OccamNets: Mitigating Dataset Bias by Favoring Simpler Hypotheses
This addresses generalization issues in deep learning for researchers and practitioners, though it appears incremental as it builds on prior debiasing methods.
The paper tackles the problem of dataset bias and spurious correlations impairing generalization in deep neural networks by proposing OccamNets, which modify the network architecture to favor simpler hypotheses, resulting in performance that outperforms or rivals state-of-the-art methods.
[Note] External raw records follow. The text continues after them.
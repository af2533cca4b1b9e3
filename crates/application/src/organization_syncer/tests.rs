use std::sync::Arc;

use snyk_sync_core::AppError;
use snyk_sync_domain::{
    Entitlement, EntitlementKind, Grant, PageBag, Resource, ResourceId, ResourceType,
};

use crate::test_support::{ApiCall, FakeSnykApi, org_member, organization, role};
use crate::{PageRequest, ResourceProvisioner, ResourceSyncer};

use super::{OrganizationSyncer, RevokePlan, plan_revoke};

fn group_id() -> ResourceId {
    ResourceId::new(ResourceType::Group, "g1")
}

fn org_resource() -> Resource {
    Resource::new(ResourceId::new(ResourceType::Organization, "o1"), "Payments")
        .with_parent(group_id())
}

fn user(id: &str) -> ResourceId {
    ResourceId::new(ResourceType::User, id)
}

fn standard_roles() -> Vec<snyk_sync_domain::Role> {
    vec![
        role("r1", "Org Admin"),
        role("r2", "Org Collaborator"),
        role("g1", "Group Admin"),
        role("r3", "Org Read Only"),
    ]
}

fn membership() -> Entitlement {
    Entitlement::assignment(org_resource().id().clone(), "member", "Payments member", "")
}

fn permission(role_id: &str) -> Entitlement {
    Entitlement::permission(org_resource().id().clone(), role_id, "", "")
}

fn syncer(api: &Arc<FakeSnykApi>) -> OrganizationSyncer {
    OrganizationSyncer::new(api.clone(), Vec::new())
}

#[tokio::test]
async fn grants_pair_membership_with_role_entitlement() {
    let api = Arc::new(
        FakeSnykApi::default()
            .with_roles(vec![role("r1", "Org Admin"), role("r2", "Org Collaborator")])
            .with_org_members("o1", vec![org_member("u1", "admin")]),
    );

    let grants = syncer(&api)
        .grants(&org_resource())
        .await
        .unwrap_or_else(|error| panic!("grants failed: {error}"));

    let ids: Vec<String> = grants.iter().map(Grant::id).collect();
    assert_eq!(ids, vec!["org:o1:member:user:u1", "org:o1:r1:user:u1"]);
    assert_eq!(
        api.calls().await,
        vec![ApiCall::ListOrgMembers("o1".to_owned()), ApiCall::ListRoles]
    );
}

#[tokio::test]
async fn grants_match_member_role_regardless_of_case() {
    let api = Arc::new(
        FakeSnykApi::default()
            .with_roles(vec![role("r1", "Org Admin"), role("r2", "Org Collaborator")])
            .with_org_members("o1", vec![org_member("u1", "Admin")]),
    );

    let grants = syncer(&api)
        .grants(&org_resource())
        .await
        .unwrap_or_else(|error| panic!("grants failed: {error}"));

    let ids: Vec<String> = grants.iter().map(Grant::id).collect();
    assert_eq!(ids, vec!["org:o1:member:user:u1", "org:o1:r1:user:u1"]);
}

#[tokio::test]
async fn grants_keep_membership_when_member_role_is_unknown() {
    let api = Arc::new(
        FakeSnykApi::default()
            .with_roles(standard_roles())
            .with_org_members(
                "o1",
                vec![org_member("u1", "custom"), org_member("u2", "collaborator")],
            ),
    );

    let grants = syncer(&api)
        .grants(&org_resource())
        .await
        .unwrap_or_else(|error| panic!("grants failed: {error}"));

    let ids: Vec<String> = grants.iter().map(Grant::id).collect();
    assert_eq!(
        ids,
        vec![
            "org:o1:member:user:u1",
            "org:o1:member:user:u2",
            "org:o1:r2:user:u2",
        ]
    );
}

#[tokio::test]
async fn entitlements_list_membership_then_org_roles() {
    let api = Arc::new(FakeSnykApi::default().with_roles(standard_roles()));

    let entitlements = syncer(&api)
        .entitlements(&org_resource())
        .await
        .unwrap_or_else(|error| panic!("entitlements failed: {error}"));

    let slugs: Vec<&str> = entitlements.iter().map(Entitlement::slug).collect();
    assert_eq!(slugs, vec!["member", "r1", "r2"]);
    assert_eq!(entitlements[0].kind(), EntitlementKind::Assignment);
    assert_eq!(entitlements[0].display_name(), "Payments member");
    assert_eq!(entitlements[1].kind(), EntitlementKind::Permission);
    assert_eq!(entitlements[1].display_name(), "Org Admin");
}

#[tokio::test]
async fn list_without_parent_is_empty() {
    let api = Arc::new(FakeSnykApi::default());

    let page = syncer(&api)
        .list(None, "")
        .await
        .unwrap_or_else(|error| panic!("list failed: {error}"));

    assert!(page.resources.is_empty());
    assert_eq!(page.next_page_token, "");
    assert!(api.calls().await.is_empty());
}

#[tokio::test]
async fn list_walks_pages_until_last_link() {
    let page_two = "https://api.example/v1/group/g1/orgs?perPage=50&page=2";
    let api = Arc::new(
        FakeSnykApi::default()
            .with_organization_page(
                None,
                vec![organization("o1", "Payments"), organization("o2", "Search")],
                &format!("<{page_two}>; rel=\"next\""),
            )
            .with_organization_page(
                Some(page_two),
                vec![organization("o3", "Billing")],
                "<https://api.example/v1/group/g1/orgs?perPage=50&page=2>; rel=\"last\"",
            ),
    );
    let syncer = syncer(&api);

    let first = syncer
        .list(Some(&group_id()), "")
        .await
        .unwrap_or_else(|error| panic!("first page failed: {error}"));
    assert_eq!(first.resources.len(), 2);
    assert!(!first.next_page_token.is_empty());
    assert_eq!(first.resources[0].parent_id(), Some(&group_id()));

    let second = syncer
        .list(Some(&group_id()), &first.next_page_token)
        .await
        .unwrap_or_else(|error| panic!("second page failed: {error}"));
    assert_eq!(second.resources.len(), 1);
    assert_eq!(second.next_page_token, "");

    assert_eq!(
        api.calls().await,
        vec![
            ApiCall::ListOrganizations(PageRequest::first(50)),
            ApiCall::ListOrganizations(PageRequest {
                page_url: Some(page_two.to_owned()),
                per_page: 50,
            }),
        ]
    );
}

#[tokio::test]
async fn list_resumes_identically_from_the_same_token() {
    let page_two = "https://api.example/v1/group/g1/orgs?page=2";
    let api = Arc::new(
        FakeSnykApi::default()
            .with_organization_page(
                None,
                vec![organization("o1", "Payments")],
                &format!("<{page_two}>; rel=\"next\""),
            )
            .with_organization_page(Some(page_two), vec![organization("o2", "Search")], ""),
    );
    let syncer = syncer(&api);
    let token = syncer
        .list(Some(&group_id()), "")
        .await
        .unwrap_or_else(|error| panic!("first page failed: {error}"))
        .next_page_token;

    let once = syncer
        .list(Some(&group_id()), &token)
        .await
        .unwrap_or_else(|error| panic!("resume failed: {error}"));
    let twice = syncer
        .list(Some(&group_id()), &token)
        .await
        .unwrap_or_else(|error| panic!("resume failed: {error}"));

    assert_eq!(once, twice);
    assert_eq!(once.next_page_token, "");
}

#[tokio::test]
async fn list_applies_org_allow_list() {
    let api = Arc::new(FakeSnykApi::default().with_organization_page(
        None,
        vec![organization("o1", "Payments"), organization("o2", "Search")],
        "",
    ));
    let syncer = OrganizationSyncer::new(api.clone(), vec!["o2".to_owned()]).with_page_size(10);

    let page = syncer
        .list(Some(&group_id()), "")
        .await
        .unwrap_or_else(|error| panic!("list failed: {error}"));

    assert_eq!(page.resources.len(), 1);
    assert_eq!(page.resources[0].id().resource(), "o2");
    assert_eq!(
        api.calls().await,
        vec![ApiCall::ListOrganizations(PageRequest::first(10))]
    );
}

#[tokio::test]
async fn list_rejects_corrupt_page_token() {
    let api = Arc::new(FakeSnykApi::default());

    let result = syncer(&api).list(Some(&group_id()), "%%corrupt%%").await;

    assert!(matches!(result, Err(AppError::Decode(_))));
    assert!(api.calls().await.is_empty());
}

#[tokio::test]
async fn first_page_token_keeps_the_org_frame() {
    let api = Arc::new(FakeSnykApi::default().with_organization_page(
        None,
        Vec::new(),
        "<https://api.example/v1/group/g1/orgs?page=2>",
    ));

    let page = syncer(&api)
        .list(Some(&group_id()), "")
        .await
        .unwrap_or_else(|error| panic!("list failed: {error}"));

    let bag = PageBag::unmarshal(&page.next_page_token).unwrap_or_else(|_| panic!("test"));
    assert_eq!(bag.depth(), 1);
    assert_eq!(
        bag.current().map(|state| state.resource_type()),
        Some(ResourceType::Organization)
    );
    assert_eq!(bag.page_token(), "https://api.example/v1/group/g1/orgs?page=2");
}

#[tokio::test]
async fn granting_membership_adds_member_as_collaborator() {
    let api = Arc::new(FakeSnykApi::default().with_roles(standard_roles()));
    let syncer = syncer(&api);

    syncer
        .grant(&user("u7"), &membership())
        .await
        .unwrap_or_else(|error| panic!("grant failed: {error}"));
    syncer
        .grant(&user("u7"), &permission("r1"))
        .await
        .unwrap_or_else(|error| panic!("grant failed: {error}"));

    assert_eq!(
        api.writes().await,
        vec![
            ApiCall::AddOrgMember {
                org_id: "o1".to_owned(),
                user_id: "u7".to_owned(),
            },
            ApiCall::UpdateOrgMemberRole {
                org_id: "o1".to_owned(),
                user_id: "u7".to_owned(),
                role_id: "r1".to_owned(),
            },
        ]
    );
    assert_eq!(api.org_member_role("o1", "u7").await.as_deref(), Some("admin"));
}

#[tokio::test]
async fn granting_membership_alone_leaves_collaborator_role() {
    let api = Arc::new(FakeSnykApi::default().with_roles(standard_roles()));

    syncer(&api)
        .grant(&user("u8"), &membership())
        .await
        .unwrap_or_else(|error| panic!("grant failed: {error}"));

    assert_eq!(
        api.org_member_role("o1", "u8").await.as_deref(),
        Some("collaborator")
    );
}

#[tokio::test]
async fn granting_vanished_role_fails_without_write() {
    let api = Arc::new(FakeSnykApi::default().with_roles(standard_roles()));

    let result = syncer(&api).grant(&user("u1"), &permission("r404")).await;

    assert!(matches!(result, Err(AppError::NotFound(_))));
    assert!(api.writes().await.is_empty());
}

#[tokio::test]
async fn revoking_higher_role_downgrades_to_collaborator() {
    let api = Arc::new(
        FakeSnykApi::default()
            .with_roles(standard_roles())
            .with_org_members("o1", vec![org_member("u1", "admin")]),
    );

    syncer(&api)
        .revoke(&Grant::new(permission("r1"), user("u1")))
        .await
        .unwrap_or_else(|error| panic!("revoke failed: {error}"));

    assert_eq!(
        api.writes().await,
        vec![ApiCall::UpdateOrgMemberRole {
            org_id: "o1".to_owned(),
            user_id: "u1".to_owned(),
            role_id: "r2".to_owned(),
        }]
    );
    assert_eq!(
        api.org_member_role("o1", "u1").await.as_deref(),
        Some("collaborator")
    );
}

#[tokio::test]
async fn revoking_minimal_role_removes_membership() {
    let api = Arc::new(
        FakeSnykApi::default()
            .with_roles(standard_roles())
            .with_org_members("o1", vec![org_member("u1", "collaborator")]),
    );

    syncer(&api)
        .revoke(&Grant::new(permission("r2"), user("u1")))
        .await
        .unwrap_or_else(|error| panic!("revoke failed: {error}"));

    assert_eq!(
        api.writes().await,
        vec![ApiCall::RemoveOrgMember {
            org_id: "o1".to_owned(),
            user_id: "u1".to_owned(),
        }]
    );
    assert_eq!(api.org_member_role("o1", "u1").await, None);
}

#[tokio::test]
async fn revoking_membership_removes_member() {
    let api = Arc::new(
        FakeSnykApi::default().with_org_members("o1", vec![org_member("u1", "admin")]),
    );

    syncer(&api)
        .revoke(&Grant::new(membership(), user("u1")))
        .await
        .unwrap_or_else(|error| panic!("revoke failed: {error}"));

    assert_eq!(
        api.calls().await,
        vec![ApiCall::RemoveOrgMember {
            org_id: "o1".to_owned(),
            user_id: "u1".to_owned(),
        }]
    );
}

#[tokio::test]
async fn revoking_unknown_role_fails_without_write() {
    let api = Arc::new(FakeSnykApi::default().with_roles(standard_roles()));

    let result = syncer(&api)
        .revoke(&Grant::new(permission("r404"), user("u1")))
        .await;

    assert!(matches!(result, Err(AppError::NotFound(message)) if message.contains("r404")));
    assert!(api.writes().await.is_empty());
}

#[tokio::test]
async fn revoking_without_minimal_role_fails_without_write() {
    let api = Arc::new(FakeSnykApi::default().with_roles(vec![role("r1", "Org Admin")]));

    let result = syncer(&api)
        .revoke(&Grant::new(permission("r1"), user("u1")))
        .await;

    assert!(
        matches!(result, Err(AppError::NotFound(message)) if message.contains("minimal default role"))
    );
    assert!(api.writes().await.is_empty());
}

#[tokio::test]
async fn non_user_principals_are_rejected_before_any_call() {
    let api = Arc::new(FakeSnykApi::default().with_roles(standard_roles()));
    let syncer = syncer(&api);
    let team = ResourceId::new(ResourceType::Group, "g1");

    let granted = syncer.grant(&team, &permission("r1")).await;
    let revoked = syncer
        .revoke(&Grant::new(membership(), team.clone()))
        .await;

    assert!(matches!(granted, Err(AppError::UnsupportedPrincipal(_))));
    assert!(matches!(revoked, Err(AppError::UnsupportedPrincipal(_))));
    assert!(api.calls().await.is_empty());
}

#[tokio::test]
async fn entitlements_of_other_resources_are_rejected() {
    let api = Arc::new(FakeSnykApi::default().with_roles(standard_roles()));
    let group_entitlement = Entitlement::permission(group_id(), "admin", "", "");

    let result = syncer(&api).grant(&user("u1"), &group_entitlement).await;

    assert!(matches!(result, Err(AppError::Validation(_))));
    assert!(api.calls().await.is_empty());
}

#[test]
fn revoke_plan_distinguishes_minimal_role() {
    let roles = crate::filter_roles(&standard_roles(), snyk_sync_domain::RoleScope::Org);

    assert!(matches!(
        plan_revoke(&roles, "r2"),
        Ok(RevokePlan::RemoveMembership)
    ));
    assert!(matches!(
        plan_revoke(&roles, "r1"),
        Ok(RevokePlan::Downgrade { ref minimal_role_id }) if minimal_role_id == "r2"
    ));
    assert!(plan_revoke(&roles, "g1").is_err());
}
Dataset bias and spurious correlations can significantly impair generalization in deep neural networks. Many prior efforts have addressed this problem using either alternative loss functions or sampling strategies that focus on rare patterns. We propose a new direction: modifying the network architecture to impose inductive biases that make the network robust to dataset bias. Specifically, we propose OccamNets, which are biased to favor simpler solutions by design. OccamNets have two inductive biases. First, they are biased to use as little network depth as needed for an individual example. Second, they are biased toward using fewer image locations for prediction. While OccamNets are biased toward simpler hypotheses, they can learn more complex hypotheses if necessary. In experiments, OccamNets outperform or rival state-of-the-art methods run on architectures that do not incorporate these inductive biases. Furthermore, we demonstrate that when the state-of-the-art debiasing methods are combined with OccamNets results further improve.